I enjoy our exchanges of film and music, but I don't think I was ever prepared for the stack I was handed, and in the manner that it was handed to me. I was given the coolest bag - ever. Full to the brim with DVDs and made to help keep all my camera cords and bits and pieces organised. The perfect size, and the outside is covered with pineapples (because I tend to put pineapple on much of what I eat), and celery inside it (because celery is evil and best hidden from view), even if Sim did introduce me to a recipe that makes celery actually taste quite good!
Fun and games over and after trying the horrible parsnip chips and the delicious choc coated goji berries that Sim brought, and then left with me, off she went to sit in her usual seat and left me to it.
Game time. A sea-sawing affair and an enjoyable encounter - ruined. The referee did his best to fuck it up and one of the touch judges gave the worst display of an official since I saw a try awarded in u19's at Newcastle when the bloke I tackled over the try-line failed placed the ball lower toward the ground than my knees. In the end, despite every effort to help the opposition, the referee awarded Souths a kick at goal with 2min to go, with us behind by 1 point. A penalty that he'd never have been able to avoid awarding. Souths win by 1.
A great win, but in the end its a pretty hollow win. It doesn't quite compare when you find one of your mates you catch up with at games is in hospital with a tumour the size of a tennis ball inside his skull.
The trip back home wasn't too bad. The train line had track work, so it was a bus for half the trip. A woman on the bus made complaint though, and fair enough as we weren't exactly travelling along the most efficient route and we stopped out the front of one train station for 5min for no apparent reason other than the silly time table. So good on her for speaking up. However, it's a shame in the way she addressed the issue. She spoke with the driver and the cityrail employee in the first seat in an aggressive and condescending manner. She spoke in regard to her circumstances and 12 hours workload per day. It was easy to feel empathy, but it quickly became very hard when her aggressive tone and lack of people skills saw her ripping into what was basically nothing more than a pair of shit kickers (a term meant with no disrespect). Yes a complaint is valid, but why not rip into the people in charge?

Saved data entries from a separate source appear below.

// SPDX-License-Identifier: Apache-2.0
// Copyright 2025 Ankit Kumar Pandey

//! YAML configuration parser with strict schema validation.
//!
//! Any invalid field results in a HardValidationError; nothing is
//! snapshotted or restarted with a configuration that failed validation.

use std::path::{Path, PathBuf};
use std::time::Duration;

use serde::Deserialize;

use crate::error::{HardValidationError, StasisError, StasisResult};

/// Raw snapshot configuration as parsed from YAML (before validation).
#[derive(Debug, Deserialize)]
#[serde(deny_unknown_fields)]
struct RawSnapshotConfig {
    #[serde(default = "default_directory")]
    directory: String,
    #[serde(default = "default_strict_descriptors")]
    strict_descriptors: bool,
    #[serde(default = "default_quiesce_timeout_ms")]
    quiesce_timeout_ms: u64,
    #[serde(default = "default_capture_workers")]
    capture_workers: usize,
    #[serde(default)]
    live: bool,
    #[serde(default)]
    input_path: Option<String>,
    #[serde(default)]
    output_path: Option<String>,
}

fn default_directory() -> String {
    "./stasis-snapshots".to_string()
}

fn default_strict_descriptors() -> bool {
    true
}

fn default_quiesce_timeout_ms() -> u64 {
    2000
}

fn default_capture_workers() -> usize {
    num_cpus::get().clamp(1, 8)
}

impl Default for RawSnapshotConfig {
    fn default() -> Self {
        Self {
            directory: default_directory(),
            strict_descriptors: default_strict_descriptors(),
            quiesce_timeout_ms: default_quiesce_timeout_ms(),
            capture_workers: default_capture_workers(),
            live: false,
            input_path: None,
            output_path: None,
        }
    }
}

/// Raw root configuration file.
#[derive(Debug, Deserialize)]
struct RawConfig {
    #[serde(default)]
    snapshot: RawSnapshotConfig,
}

/// Validated snapshot engine configuration.
#[derive(Debug, Clone)]
pub struct SnapshotConfig {
    /// Directory images are written to and restarted from.
    pub directory: PathBuf,
    /// Fail a snapshot on unrestorable descriptors instead of dropping them.
    pub strict_descriptors: bool,
    /// Upper bound on waiting for every vCPU to reach its safepoint.
    pub quiesce_timeout: Duration,
    /// Worker threads used to copy memory regions.
    pub capture_workers: usize,
    /// Keep the guest running after a successful snapshot.
    pub live: bool,
    /// File handed to the guest by `snapshot_getdata`.
    pub input_path: Option<PathBuf>,
    /// File written by the guest through `snapshot_putdata`.
    pub output_path: Option<PathBuf>,
}

impl Default for SnapshotConfig {
    fn default() -> Self {
        Self {
            directory: PathBuf::from(default_directory()),
            strict_descriptors: default_strict_descriptors(),
            quiesce_timeout: Duration::from_millis(default_quiesce_timeout_ms()),
            capture_workers: default_capture_workers(),
            live: false,
            input_path: None,
            output_path: None,
        }
    }
}

impl SnapshotConfig {
    pub fn with_directory(mut self, directory: impl Into<PathBuf>) -> Self {
        self.directory = directory.into();
        self
    }

    pub fn with_strict_descriptors(mut self, strict: bool) -> Self {
        self.strict_descriptors = strict;
        self
    }

    pub fn with_quiesce_timeout(mut self, timeout: Duration) -> Self {
        self.quiesce_timeout = timeout;
        self
    }

    pub fn with_capture_workers(mut self, workers: usize) -> Self {
        self.capture_workers = workers.max(1);
        self
    }

    pub fn with_live(mut self, live: bool) -> Self {
        self.live = live;
        self
    }

    pub fn with_input_path(mut self, path: impl Into<PathBuf>) -> Self {
        self.input_path = Some(path.into());
        self
    }

    pub fn with_output_path(mut self, path: impl Into<PathBuf>) -> Self {
        self.output_path = Some(path.into());
        self
    }
}

/// Configuration loader with strict validation.
pub struct ConfigLoader;

impl ConfigLoader {
    /// Load and validate configuration from a YAML file.
    /// Returns HardValidationError for any invalid fields.
    pub fn load_file(path: impl AsRef<Path>) -> StasisResult<SnapshotConfig> {
        let path = path.as_ref();

        if !path.exists() {
            return Err(StasisError::ConfigNotFound {
                path: path.to_path_buf(),
            });
        }

        let content = std::fs::read_to_string(path).map_err(|e| StasisError::Io {
            context: "reading config file",
            source: e,
        })?;

        Self::load_string(&content)
    }

    /// Load and validate configuration from a YAML string.
    pub fn load_string(content: &str) -> StasisResult<SnapshotConfig> {
        let raw: RawConfig =
            serde_yaml::from_str(content).map_err(|e| StasisError::ConfigParse {
                message: format!("YAML parse error: {}", e),
            })?;

        Ok(Self::validate(raw.snapshot)?)
    }

    /// Validate raw configuration and convert to validated types.
    fn validate(raw: RawSnapshotConfig) -> Result<SnapshotConfig, HardValidationError> {
        const MAX_QUIESCE_TIMEOUT_MS: u64 = 60_000;
        const MAX_CAPTURE_WORKERS: usize = 64;

        if raw.directory.trim().is_empty() {
            return Err(HardValidationError::MissingRequiredField {
                field: "directory",
                context: "snapshot section".to_string(),
            });
        }

        if raw.quiesce_timeout_ms == 0 || raw.quiesce_timeout_ms > MAX_QUIESCE_TIMEOUT_MS {
            return Err(HardValidationError::InvalidFieldValue {
                field: "quiesce_timeout_ms",
                value: raw.quiesce_timeout_ms.to_string(),
                reason: format!("Must be between 1 and {}", MAX_QUIESCE_TIMEOUT_MS),
            });
        }

        if raw.capture_workers == 0 || raw.capture_workers > MAX_CAPTURE_WORKERS {
            return Err(HardValidationError::InvalidFieldValue {
                field: "capture_workers",
                value: raw.capture_workers.to_string(),
                reason: format!("Must be between 1 and {}", MAX_CAPTURE_WORKERS),
            });
        }

        let input_path = Self::optional_path("input_path", raw.input_path)?;
        let output_path = Self::optional_path("output_path", raw.output_path)?;

        if let (Some(input), Some(output)) = (&input_path, &output_path) {
            if input == output {
                return Err(HardValidationError::InvalidFieldValue {
                    field: "output_path",
                    value: output.display().to_string(),
                    reason: "Output path must differ from input path".to_string(),
                });
            }
        }

        Ok(SnapshotConfig {
            directory: PathBuf::from(raw.directory),
            strict_descriptors: raw.strict_descriptors,
            quiesce_timeout: Duration::from_millis(raw.quiesce_timeout_ms),
            capture_workers: raw.capture_workers,
            live: raw.live,
            input_path,
            output_path,
        })
    }

    fn optional_path(
        field: &'static str,
        value: Option<String>,
    ) -> Result<Option<PathBuf>, HardValidationError> {
        match value {
            Some(path) if path.trim().is_empty() => Err(HardValidationError::InvalidFieldValue {
                field,
                value: path,
                reason: "Path cannot be empty".to_string(),
            }),
            Some(path) => Ok(Some(PathBuf::from(path))),
            None => Ok(None),
        }
    }
}
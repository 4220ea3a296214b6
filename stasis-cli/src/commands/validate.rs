// SPDX-License-Identifier: Apache-2.0
// Copyright 2025 Ankit Kumar Pandey

//! `stasis validate` command - Validate configuration file.

use stasis_core::ConfigLoader;

pub async fn execute(file: &str) -> Result<(), Box<dyn std::error::Error>> {
    tracing::info!(file = %file, "Validating configuration");

    match ConfigLoader::load_file(file) {
        Ok(config) => {
            println!("✓ Configuration is valid");
            println!();
            println!("Snapshot Settings:");
            println!("  Directory:          {}", config.directory.display());
            println!(
                "  Descriptor Policy:  {}",
                if config.strict_descriptors {
                    "strict"
                } else {
                    "lenient"
                }
            );
            println!(
                "  Quiesce Timeout:    {}ms",
                config.quiesce_timeout.as_millis()
            );
            println!("  Capture Workers:    {}", config.capture_workers);
            println!("  Live Snapshots:     {}", config.live);
            if let Some(input) = &config.input_path {
                println!("  Input File:         {}", input.display());
            }
            if let Some(output) = &config.output_path {
                println!("  Output File:        {}", output.display());
            }
            Ok(())
        }
        Err(e) => {
            eprintln!("✗ Configuration validation failed:");
            eprintln!("  {}", e);
            std::process::exit(1);
        }
    }
}
// SPDX-License-Identifier: Apache-2.0
// Copyright 2025 Ankit Kumar Pandey

//! Built-in counter guest used by `stasis demo` and `stasis restore`.
//!
//! The guest counts up to a limit kept in its own memory and takes a
//! snapshot when it reaches `take_at`. After a restart it reads extra
//! iterations from the snapshot input file, keeps counting, and writes the
//! final count to the snapshot output file.

use stasis_core::guest::{Gpr, GuestMemory, HCALL_INSN_LEN};
use stasis_core::{
    Guest, GuestError, GuestProgram, Protection, RegisterFile, Step, VcpuContext, TAKE_SUCCESS,
};

const ENTRY: u64 = 0x40_1000;
const LOOP: u64 = ENTRY + 0x10;
const TAKE: u64 = ENTRY + 0x20;
const RESUME: u64 = TAKE + HCALL_INSN_LEN;

const DATA: u64 = 0x60_0000;
const COUNT: u64 = DATA;
const LIMIT: u64 = DATA + 8;
const TAKE_AT: u64 = DATA + 16;
const STATUS: u64 = DATA + 24;

const STACK: u64 = 0x7ff0_0000;
const STACK_SIZE: u64 = 16 * 4096;

/// Counter values read back from guest memory.
#[derive(Debug, Clone, Copy, PartialEq, Eq)]
pub struct CounterState {
    pub count: u64,
    pub limit: u64,
    /// Status the guest's snapshot call returned.
    pub status: i64,
}

pub struct Counter {
    label: String,
}

impl Counter {
    pub fn new(label: impl Into<String>) -> Self {
        Self {
            label: label.into(),
        }
    }

    /// Lay out guest memory for a fresh run.
    pub fn prepare(guest: &Guest, take_at: u64, iterations: u64) -> Result<(), GuestError> {
        let memory = guest.memory();
        memory.map_anonymous(DATA, 4096, Protection::READ_WRITE)?;
        memory.set_name(DATA, "counter")?;
        memory.map_guard(STACK - STACK_SIZE - 4096, 4096)?;
        memory.map_anonymous(STACK - STACK_SIZE, STACK_SIZE, Protection::READ_WRITE)?;
        memory.set_name(STACK - STACK_SIZE, "stack")?;
        memory.write_u64(LIMIT, iterations)?;
        memory.write_u64(TAKE_AT, take_at)?;
        Ok(())
    }

    pub fn entry() -> RegisterFile {
        RegisterFile::at_entry(ENTRY, STACK)
    }

    pub fn state(memory: &GuestMemory) -> Result<CounterState, GuestError> {
        Ok(CounterState {
            count: memory.read_u64(COUNT)?,
            limit: memory.read_u64(LIMIT)?,
            status: memory.read_u64(STATUS)? as i64,
        })
    }

    fn run(&self, ctx: &mut VcpuContext<'_>) -> Result<Step, GuestError> {
        match ctx.regs().rip {
            ENTRY => {
                ctx.memory().write_u64(COUNT, 0)?;
                ctx.regs_mut().rip = LOOP;
            }
            LOOP => {
                let count = ctx.memory().read_u64(COUNT)? + 1;
                ctx.memory().write_u64(COUNT, count)?;
                if count == ctx.memory().read_u64(TAKE_AT)? {
                    ctx.regs_mut().rip = TAKE;
                } else if count >= ctx.memory().read_u64(LIMIT)? {
                    let report = format!("{}\n", count);
                    ctx.snapshot_putdata(report.as_bytes())?;
                    return Ok(Step::ExitGroup(0));
                }
            }
            TAKE => {
                let status = ctx.take(&self.label, "counter demo");
                ctx.memory().write_u64(STATUS, status as i64 as u64)?;
            }
            RESUME => {
                if ctx.regs().get(Gpr::Rax) == TAKE_SUCCESS as u64 {
                    let mut buf = [0u8; 32];
                    let read = ctx.snapshot_getdata(&mut buf)?;
                    let extra = std::str::from_utf8(&buf[..read])
                        .ok()
                        .and_then(|s| s.trim().parse::<u64>().ok())
                        .unwrap_or(0);
                    let limit = ctx.memory().read_u64(LIMIT)?;
                    ctx.memory().write_u64(LIMIT, limit + extra)?;
                }
                ctx.regs_mut().rip = LOOP;
            }
            rip => {
                tracing::error!(vcpu = %ctx.id(), rip, "Counter jumped to an unknown address");
                return Ok(Step::ExitGroup(2));
            }
        }
        Ok(Step::Continue)
    }
}

impl GuestProgram for Counter {
    fn name(&self) -> &str {
        "counter"
    }

    fn step(&self, ctx: &mut VcpuContext<'_>) -> Step {
        self.run(ctx).unwrap_or_else(|e| {
            tracing::error!(vcpu = %ctx.id(), error = %e, "Counter guest faulted");
            Step::ExitGroup(1)
        })
    }
}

Being hostile and speaking in a manner which places one in a position to be condescending and rude is no way to go about things. One passenger at the back of the bus said "sit down lady" and that drew the typical school teacher response, and a cry of "I have every right, and I'm doing this as much for you." Fair enough, but when another commended her as she stepped off the bus, she said "finally, someone with the guts to back me up" I considered ripping into her myself. The woman had the right idea, the wrong approach, a child-like view of her environment and certainly was in no position that she deserved support, as much that she deserved the right to speak. That she referred to being from Sydney and an outsider in the mountains where she now lives also drew upon my annoyance, as it was clear that she felt that Sydneysiders are a particular breed above country types.
It's a shame, but some of the most obviously intelligent people are also incredibly thick when it comes to dealing with the real world, away from study and work.